__Required work__. Scan the data below for lines holding the word "files", and copy each line found.

+++ Recorded information +++

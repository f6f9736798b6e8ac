//! Archive builder for trimmed must-gather trees.
//!
//! # Bundle Format
//!
//! A bundle is a gzip-compressed tar archive named
//! `<base>-<YYYY-MM-DD_HH-MM-SS>.tar.gz` after the run clock. It contains the
//! collection directory as its single top-level entry, with every file and
//! directory beneath it except those owned by the backup ledger.
//!
//! Building is one half of a two-phase discipline: the trim phase stages
//! originals in a [`mg_trim::BackupLedger`], the archive captures the trimmed
//! content, and [`ArchiveBuilder::write_and_restore`] then puts the originals
//! back whether or not the archive could be written.
//!
//! # Example
//!
//! ```no_run
//! use mg_bundle::{archive_name, ArchiveBuilder};
//! use mg_trim::{BackupLedger, RunClock};
//! use std::path::Path;
//!
//! let clock = RunClock::capture();
//! let root = Path::new("gather-files");
//! let mut ledger = BackupLedger::new(root);
//! // ... trim files, staging originals in the ledger ...
//!
//! let dest = Path::new(".").join(archive_name("must-gather", clock));
//! let summary = ArchiveBuilder::new(root)
//!     .write_and_restore(&dest, &mut ledger)
//!     .unwrap();
//! println!("{} entries, {} bytes", summary.entries, summary.compressed_bytes);
//! ```

pub mod builder;
pub mod error;
pub mod reader;

pub use builder::{archive_name, ArchiveBuilder, ArchiveSummary};
pub use error::{BundleError, Result};
pub use reader::{read_entries, ArchiveEntry};
//! must-gather collector invocation.
//!
//! Runs `<program> adm must-gather --image=<image> --dest-dir=<dir>` to
//! completion. The collector's stdout is captured to `<dir>/must-gather.log`
//! so it travels inside the archive; stderr is inherited so progress stays
//! visible.

use std::fs::{self, File};
use std::io;
use std::path::{Path, PathBuf};
use std::process::{Command, Stdio};
use std::time::{Duration, Instant};
use thiserror::Error;
use tracing::{debug, info, warn};

/// File inside the collection directory that receives the collector's stdout.
pub const COLLECTOR_LOG: &str = "must-gather.log";

/// Errors that can occur while running the collector.
#[derive(Debug, Error)]
pub enum CollectError {
    #[error("command not found: {0}")]
    CommandNotFound(String),

    #[error("command failed to spawn: {program}: {source}")]
    SpawnFailed {
        program: String,
        #[source]
        source: io::Error,
    },

    #[error("collector exited with non-zero status: {code}")]
    NonZeroExit { code: i32 },

    #[error("collector killed by signal: {signal}")]
    KilledBySignal { signal: i32 },

    #[error("I/O error on {path}: {source}")]
    Io {
        path: PathBuf,
        #[source]
        source: io::Error,
    },
}

/// Result of a successful collection.
#[derive(Debug, Clone)]
pub struct CollectOutput {
    pub dest_dir: PathBuf,
    pub log_path: PathBuf,
    pub duration: Duration,
}

/// The collector command for one image.
#[derive(Debug, Clone)]
pub struct Collector {
    program: String,
    image: String,
}

impl Collector {
    pub fn new(program: impl Into<String>, image: impl Into<String>) -> Self {
        Self {
            program: program.into(),
            image: image.into(),
        }
    }

    pub fn program(&self) -> &str {
        &self.program
    }

    pub fn image(&self) -> &str {
        &self.image
    }

    /// Arguments passed to the program.
    pub fn args(&self, dest: &Path) -> Vec<String> {
        vec![
            "adm".to_string(),
            "must-gather".to_string(),
            format!("--image={}", self.image),
            format!("--dest-dir={}", dest.display()),
        ]
    }

    /// Replace `dest` with an empty directory.
    pub fn prepare_dest(dest: &Path) -> Result<(), CollectError> {
        let io_err = |source| CollectError::Io {
            path: dest.to_path_buf(),
            source,
        };
        if dest.exists() {
            warn!(dir = %dest.display(), "Removing existing collection directory");
            fs::remove_dir_all(dest).map_err(io_err)?;
        }
        fs::create_dir_all(dest).map_err(io_err)
    }

    /// Run the collector into `dest`, which must exist.
    pub fn run(&self, dest: &Path) -> Result<CollectOutput, CollectError> {
        let log_path = dest.join(COLLECTOR_LOG);
        let log = File::create(&log_path).map_err(|source| CollectError::Io {
            path: log_path.clone(),
            source,
        })?;

        let args = self.args(dest);
        info!(program = %self.program, image = %self.image, dir = %dest.display(), "Running must-gather");
        debug!(args = ?args, "Collector arguments");

        let start = Instant::now();
        let status = Command::new(&self.program)
            .args(&args)
            .stdin(Stdio::null())
            .stdout(Stdio::from(log))
            .stderr(Stdio::inherit())
            .status()
            .map_err(|source| {
                if source.kind() == io::ErrorKind::NotFound {
                    CollectError::CommandNotFound(self.program.clone())
                } else {
                    CollectError::SpawnFailed {
                        program: self.program.clone(),
                        source,
                    }
                }
            })?;
        let duration = start.elapsed();

        if !status.success() {
            if let Some(code) = status.code() {
                return Err(CollectError::NonZeroExit { code });
            }
            #[cfg(unix)]
            {
                use std::os::unix::process::ExitStatusExt;
                if let Some(signal) = status.signal() {
                    return Err(CollectError::KilledBySignal { signal });
                }
            }
            return Err(CollectError::NonZeroExit { code: -1 });
        }

        info!(duration_ms = duration.as_millis() as u64, "must-gather finished");
        Ok(CollectOutput {
            dest_dir: dest.to_path_buf(),
            log_path,
            duration,
        })
    }
}
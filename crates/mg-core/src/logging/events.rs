//! Event vocabulary for structured logs.
//!
//! Pipeline events carry an `event` field naming one of [`event_names`] and
//! run inside a span recording the [`Stage`].

use serde::{Deserialize, Serialize};

/// Log levels for events.
#[derive(Debug, Clone, Copy, PartialEq, Eq, Serialize, Deserialize)]
#[serde(rename_all = "lowercase")]
pub enum Level {
    Trace,
    Debug,
    Info,
    Warn,
    Error,
}

impl From<tracing::Level> for Level {
    fn from(level: tracing::Level) -> Self {
        match level {
            tracing::Level::TRACE => Level::Trace,
            tracing::Level::DEBUG => Level::Debug,
            tracing::Level::INFO => Level::Info,
            tracing::Level::WARN => Level::Warn,
            tracing::Level::ERROR => Level::Error,
        }
    }
}

/// Pipeline stages.
#[derive(Debug, Clone, Copy, PartialEq, Eq, Serialize, Deserialize)]
#[serde(rename_all = "snake_case")]
pub enum Stage {
    /// Startup and configuration.
    Init,
    /// Bug-existence check.
    Preflight,
    /// Collector invocation.
    Collect,
    /// Per-file trimming.
    Trim,
    /// Archive construction and restore.
    Bundle,
    /// Attachment submission.
    Upload,
}

impl std::fmt::Display for Stage {
    fn fmt(&self, f: &mut std::fmt::Formatter<'_>) -> std::fmt::Result {
        let s = match self {
            Stage::Init => "init",
            Stage::Preflight => "preflight",
            Stage::Collect => "collect",
            Stage::Trim => "trim",
            Stage::Bundle => "bundle",
            Stage::Upload => "upload",
        };
        write!(f, "{}", s)
    }
}

/// Standard event names used in logging.
pub mod event_names {
    // Run lifecycle
    pub const RUN_STARTED: &str = "run.started";
    pub const RUN_FINISHED: &str = "run.finished";

    // Config
    pub const CONFIG_LOADED: &str = "config.loaded";
    pub const CONFIG_DEFAULT_USED: &str = "config.default_used";

    // Preflight
    pub const BUG_CONFIRMED: &str = "preflight.bug_confirmed";

    // Collect
    pub const COLLECT_STARTED: &str = "collect.started";
    pub const COLLECT_FINISHED: &str = "collect.finished";
    pub const COLLECT_SKIPPED: &str = "collect.skipped";

    // Trim
    pub const TRIM_FINISHED: &str = "trim.finished";

    // Bundle
    pub const BUNDLE_WRITTEN: &str = "bundle.written";

    // Upload
    pub const UPLOAD_STARTED: &str = "upload.started";
    pub const UPLOAD_FINISHED: &str = "upload.finished";
    pub const UPLOAD_SKIPPED: &str = "upload.skipped";

    pub const INTERNAL_ERROR: &str = "internal_error";
}
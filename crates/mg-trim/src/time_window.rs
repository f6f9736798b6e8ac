//! Time-window trimming.
//!
//! The cutoff between dropped and retained lines is the partition point of
//! `age(line) > window`, found by binary search from the middle of the file.
//! Only the probed lines are parsed.
//!
//! The search trusts the log-file invariant that timestamps never decrease.
//! On out-of-order input it still terminates, but the cutoff it returns is
//! only guaranteed to sit where the predicate flips between two probed lines;
//! lines elsewhere may be on the wrong side of the window.

use crate::tree::TrimOutcome;
use crate::{BackupLedger, Result, RunClock, TimestampError, TimestampParser, TrimError};
use chrono::TimeDelta;
use std::fs;
use std::path::Path;
use tracing::debug;

/// Locate the index of the first line inside the window.
///
/// Returns `0` when no line is old enough to drop and `lines.len()` when every
/// line is outside the window. On a parse failure, the error carries the index
/// of the offending line.
pub fn find_cutoff<P: TimestampParser + ?Sized>(
    lines: &[&str],
    parser: &P,
    clock: RunClock,
    window: TimeDelta,
) -> std::result::Result<usize, (usize, TimestampError)> {
    let now = clock.now();
    let is_outside = |idx: usize| -> std::result::Result<bool, (usize, TimestampError)> {
        let ts = parser.parse(lines[idx]).map_err(|e| (idx, e))?;
        Ok(now - ts > window)
    };

    let mut lo = 0;
    let mut hi = lines.len();
    while lo < hi {
        let mid = lo + (hi - lo) / 2;
        if is_outside(mid)? {
            lo = mid + 1;
        } else {
            hi = mid;
        }
    }
    Ok(lo)
}

/// Keeps the trailing lines whose timestamps are within `window` of the run clock.
pub struct TimeWindowTrimmer<'p, P: TimestampParser + ?Sized> {
    parser: &'p P,
    clock: RunClock,
    window: TimeDelta,
}

impl<'p, P: TimestampParser + ?Sized> TimeWindowTrimmer<'p, P> {
    pub fn new(parser: &'p P, clock: RunClock, window: TimeDelta) -> Self {
        Self {
            parser,
            clock,
            window,
        }
    }

    pub fn window(&self) -> TimeDelta {
        self.window
    }

    /// Compute the trimmed content and the cutoff index.
    ///
    /// Returns `Ok(None)` when the cutoff is the first line.
    pub fn apply(
        &self,
        content: &str,
    ) -> std::result::Result<Option<(String, usize)>, (usize, TimestampError)> {
        let lines: Vec<&str> = content.lines().collect();
        let cutoff = find_cutoff(&lines, self.parser, self.clock, self.window)?;
        if cutoff == 0 {
            return Ok(None);
        }

        let mut out = String::new();
        for line in &lines[cutoff..] {
            out.push_str(line);
            out.push('\n');
        }
        Ok(Some((out, cutoff)))
    }

    /// Trim a file in place, backing it up first when it changes.
    pub fn trim(&self, path: &Path, ledger: &mut BackupLedger) -> Result<TrimOutcome> {
        let content = fs::read_to_string(path).map_err(|e| TrimError::io(path, e))?;
        let original_lines = content.lines().count();

        let applied = self
            .apply(&content)
            .map_err(|(line, source)| TrimError::Timestamp {
                path: path.to_path_buf(),
                line,
                source,
            })?;

        let Some((trimmed, cutoff)) = applied else {
            debug!(path = %path.display(), lines = original_lines, "Nothing older than window");
            return Ok(TrimOutcome::Unchanged {
                lines: original_lines,
            });
        };

        ledger.backup(path)?;
        fs::write(path, trimmed).map_err(|e| TrimError::io(path, e))?;

        Ok(TrimOutcome::Trimmed {
            original_lines,
            kept_lines: original_lines - cutoff,
        })
    }
}
//! mg-core library.
//!
//! Pipeline, configuration, logging and collector plumbing behind the
//! `mg-attach` binary. The trimming, packaging and upload logic live in
//! `mg-trim`, `mg-bundle` and `mg-upload`; this crate wires them together.

pub mod collect;
pub mod config;
pub mod exit_codes;
pub mod logging;
pub mod pipeline;

pub use collect::{CollectError, CollectOutput, Collector, COLLECTOR_LOG};
pub use config::{
    load_config, Config, ConfigError, ConfigOptions, ConfigOverrides, ConfigSource,
    ResolvedConfig,
};
pub use exit_codes::ExitCode;
pub use pipeline::{Pipeline, PipelineError, PipelineOptions, RunSummary};
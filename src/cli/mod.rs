pub mod commands;
pub mod parser;

use crate::config::Config;
use crate::core::ledger::LedgerService;
use crate::db::pool::DbPool;
use crate::errors::AppResult;
use crate::models::role::Role;

/// Who is making the request. Authentication happens outside the ledger;
/// the CLI takes the identity from flags or the config defaults.
#[derive(Debug, Clone, Copy)]
pub struct Caller {
    pub role: Role,
    pub user_id: i64,
}

/// Everything a command handler needs.
pub struct Context {
    pub cfg: Config,
    pub caller: Caller,
}

impl Context {
    pub fn open_pool(&self) -> AppResult<DbPool> {
        DbPool::with_timeout(&self.cfg.database, self.cfg.lock_timeout())
    }

    pub fn ledger(&self) -> AppResult<LedgerService> {
        Ok(LedgerService::new(self.open_pool()?))
    }
}
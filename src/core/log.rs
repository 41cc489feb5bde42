use crate::db::log::{LogRow, load_log};
use crate::db::pool::DbPool;
use crate::errors::{AppError, AppResult};
use ansi_term::Colour;
use regex::Regex;

const MAX_OP_WIDTH: usize = 60;

fn strip_ansi(re: &Regex, s: &str) -> String {
    re.replace_all(s, "").into_owned()
}

/// ANSI colour for an operation kind.
fn color_for_operation(op: &str) -> Colour {
    match op {
        "allocate" => Colour::Green,
        "transfer" => Colour::Cyan,
        "hours_add" => Colour::Green,
        "hours_edit" => Colour::Yellow,
        "hours_del" => Colour::Red,
        "migration_applied" => Colour::Purple,
        "init" => Colour::RGB(255, 153, 51),
        _ => Colour::White,
    }
}

/// "operation (target)", or just "operation" when the target is empty.
fn op_with_target(row: &LogRow) -> String {
    if row.target.is_empty() {
        row.operation.clone()
    } else {
        format!("{} ({})", row.operation, row.target)
    }
}

/// Colour only the operation word, truncating the visible text to `max`.
fn render_op(row: &LogRow, max: usize) -> String {
    let visible = op_with_target(row);
    let truncated = if visible.chars().count() > max {
        let mut s: String = visible.chars().take(max - 3).collect();
        s.push_str("...");
        s
    } else {
        visible
    };

    let color = color_for_operation(&row.operation);
    match truncated.split_once(' ') {
        Some((op, rest)) => format!("{} {}", color.paint(op), rest),
        None => color.paint(truncated.as_str()).to_string(),
    }
}

pub struct LogLogic;

impl LogLogic {
    pub fn print_log(pool: &mut DbPool) -> AppResult<()> {
        let entries = load_log(&pool.conn)?;

        if entries.is_empty() {
            println!("📜 Internal log is empty.");
            return Ok(());
        }

        let ansi = Regex::new(r"\x1B\[[0-9;]*[mK]")
            .map_err(|e| AppError::Config(format!("invalid ANSI pattern: {e}")))?;

        let op_w = entries
            .iter()
            .map(|r| op_with_target(r).chars().count())
            .max()
            .unwrap_or(10)
            .min(MAX_OP_WIDTH);
        let id_w = entries
            .iter()
            .map(|r| r.id.to_string().len())
            .max()
            .unwrap_or(1);
        let date_w = entries.iter().map(|r| r.date.len()).max().unwrap_or(10);

        println!("📜 Internal log:\n");

        for row in &entries {
            let date = chrono::DateTime::parse_from_rfc3339(&row.date)
                .map(|dt| dt.format("%FT%T%:z").to_string())
                .unwrap_or_else(|_| row.date.clone());

            let op = render_op(row, MAX_OP_WIDTH);
            // padding computed on the visible width, without ANSI codes
            let padding = " ".repeat(op_w.saturating_sub(strip_ansi(&ansi, &op).chars().count()));

            println!(
                "{:>id_w$}: {:<date_w$} | {}{} => {}",
                row.id,
                date,
                op,
                padding,
                row.message,
                id_w = id_w,
                date_w = date_w
            );
        }

        Ok(())
    }
}
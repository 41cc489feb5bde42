//! hourledger library root.
//! Monthly hour-allocation ledger: exposes the CLI parser, the high-level
//! run() function and the ledger modules.

pub mod cli;
pub mod config;
pub mod core;
pub mod db;
pub mod errors;
pub mod export;
pub mod models;
pub mod ui;
pub mod utils;

use clap::Parser;
use cli::parser::{Cli, Commands};
use cli::{Caller, Context};
use config::Config;
use errors::AppResult;
use models::role::Role;

/// Central command dispatcher
pub fn dispatch(cli: &Cli, ctx: &Context) -> AppResult<()> {
    match &cli.command {
        Commands::Init => cli::commands::init::handle(cli),
        Commands::Config { .. } => cli::commands::config::handle(&cli.command, ctx),
        Commands::Db { .. } => cli::commands::db::handle(&cli.command, ctx),
        Commands::Log { .. } => cli::commands::log::handle(&cli.command, ctx),
        Commands::Overview { .. } => cli::commands::overview::handle(&cli.command, ctx),
        Commands::Allocate { .. } => cli::commands::allocate::handle(&cli.command, ctx),
        Commands::Transfer { .. } => cli::commands::transfer::handle(&cli.command, ctx),
        Commands::Worked { .. } => cli::commands::worked::handle(&cli.command, ctx),
        Commands::Allocations { .. } => cli::commands::allocations::handle(&cli.command, ctx),
        Commands::Hours { action } => cli::commands::hours::handle(action, ctx),
        Commands::Export { .. } => cli::commands::export::handle(&cli.command, ctx),
    }
}

/// Entry point used by main.rs
pub fn run() -> AppResult<()> {
    // 1️⃣ parse CLI
    let cli = Cli::parse();

    // 2️⃣ load config once
    let mut cfg = Config::load()?;

    // 3️⃣ command-line overrides
    if let Some(custom_db) = &cli.db {
        cfg.database = Config::resolve_db_path(custom_db)
            .to_string_lossy()
            .to_string();
    }

    let role = Role::from_name(cli.role.as_deref().unwrap_or(&cfg.default_role))?;
    let user_id = cli.user.unwrap_or(cfg.default_user);

    let ctx = Context {
        cfg,
        caller: Caller { role, user_id },
    };

    // 4️⃣ hand everything to the dispatcher
    dispatch(&cli, &ctx)
}
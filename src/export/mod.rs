// src/export/mod.rs

mod fs_utils;
mod json_csv;
pub mod logic;
mod model;

pub use logic::ExportLogic;
pub use model::OverviewExport;

use crate::ui::messages::success;
use clap::ValueEnum;
use std::path::Path;

/// Shared completion message for every export format.
pub(crate) fn notify_export_success(label: &str, path: &Path) {
    success(format!("{label} export completed: {}", path.display()));
}

#[derive(Clone, Copy, Debug, PartialEq, Eq, ValueEnum)]
pub enum ExportFormat {
    Csv,
    Json,
}

use crate::cli::Context;
use crate::cli::parser::Commands;
use crate::core::access::{self, Action};
use crate::errors::AppResult;
use crate::models::period::Period;
use crate::ui::messages::success;
use crate::utils::fmt_hours;

pub fn handle(cmd: &Commands, ctx: &Context) -> AppResult<()> {
    if let Commands::Allocate { period, hours } = cmd {
        access::require(ctx.caller.role, Action::SetAllocation)?;

        let period: Period = period.parse()?;
        let saved = ctx.ledger()?.set_allocation(period, *hours)?;

        success(format!(
            "Available hours for {} set to {}",
            saved.period,
            fmt_hours(saved.available_hours, ctx.cfg.hours_decimals)
        ));
    }

    Ok(())
}
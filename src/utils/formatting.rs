//! Formatting utilities used for CLI and export outputs.

/// Hours with a fixed number of decimals; `-0.00` is shown as `0.00`.
pub fn fmt_hours(hours: f64, decimals: usize) -> String {
    let s = format!("{:.*}", decimals, hours);
    if s.starts_with('-') && s[1..].chars().all(|c| c == '0' || c == '.') {
        s[1..].to_string()
    } else {
        s
    }
}

/// Fractional hours as `HHh MMm` (or `HH:MM` when `short`), rounded to the minute.
pub fn hours2readable(hours: f64, want_sign: bool, short: bool) -> String {
    let total = (hours * 60.0).round() as i64;
    let abs_m = total.abs();
    let h = abs_m / 60;
    let m = abs_m % 60;

    let sign = if total > 0 && want_sign {
        "+"
    } else if total < 0 {
        "-"
    } else {
        ""
    };

    if short {
        format!("{}{:02}:{:02}", sign, h, m)
    } else {
        format!("{}{:02}h {:02}m", sign, h, m)
    }
}

pub fn month_name(month: u32) -> &'static str {
    match month {
        1 => "January",
        2 => "February",
        3 => "March",
        4 => "April",
        5 => "May",
        6 => "June",
        7 => "July",
        8 => "August",
        9 => "September",
        10 => "October",
        11 => "November",
        12 => "December",
        _ => "?",
    }
}

#[cfg(test)]
mod tests {
    use super::*;

    #[test]
    fn hours_with_decimals() {
        assert_eq!(fmt_hours(4.25, 2), "4.25");
        assert_eq!(fmt_hours(-1.0, 1), "-1.0");
        assert_eq!(fmt_hours(-0.001, 2), "0.00");
    }

    #[test]
    fn readable_hours() {
        assert_eq!(hours2readable(4.25, false, false), "04h 15m");
        assert_eq!(hours2readable(1.5, true, true), "+01:30");
        assert_eq!(hours2readable(-0.5, false, true), "-00:30");
        assert_eq!(hours2readable(0.0, true, true), "00:00");
    }
}
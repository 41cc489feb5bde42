/// ANSI color helper utilities for terminal output.
pub const RESET: &str = "\x1b[0m";

pub const GREY: &str = "\x1b[90m";

pub const RED: &str = "\x1b[31m";
pub const GREEN: &str = "\x1b[32m";

pub const YELLOW: &str = "\x1b[33m";
pub const CYAN: &str = "\x1b[36m";

/// Remaining-hours color:
/// \>0 → green
/// \<0 → red (over-allocated month)
/// 0 → grey
pub fn color_for_remaining(value: f64) -> &'static str {
    if value > 0.0 {
        GREEN
    } else if value < 0.0 {
        RED
    } else {
        GREY
    }
}

/// Grey for zero values, plain otherwise.
pub fn color_for_amount(value: f64) -> &'static str {
    if value == 0.0 { GREY } else { RESET }
}

pub fn paint(color: &str, value: &str) -> String {
    format!("{color}{value}{RESET}")
}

+++

__Task result__.
//! let root = Path::new("gather-files");
//! // ... trim files, staging originals in the ledger ...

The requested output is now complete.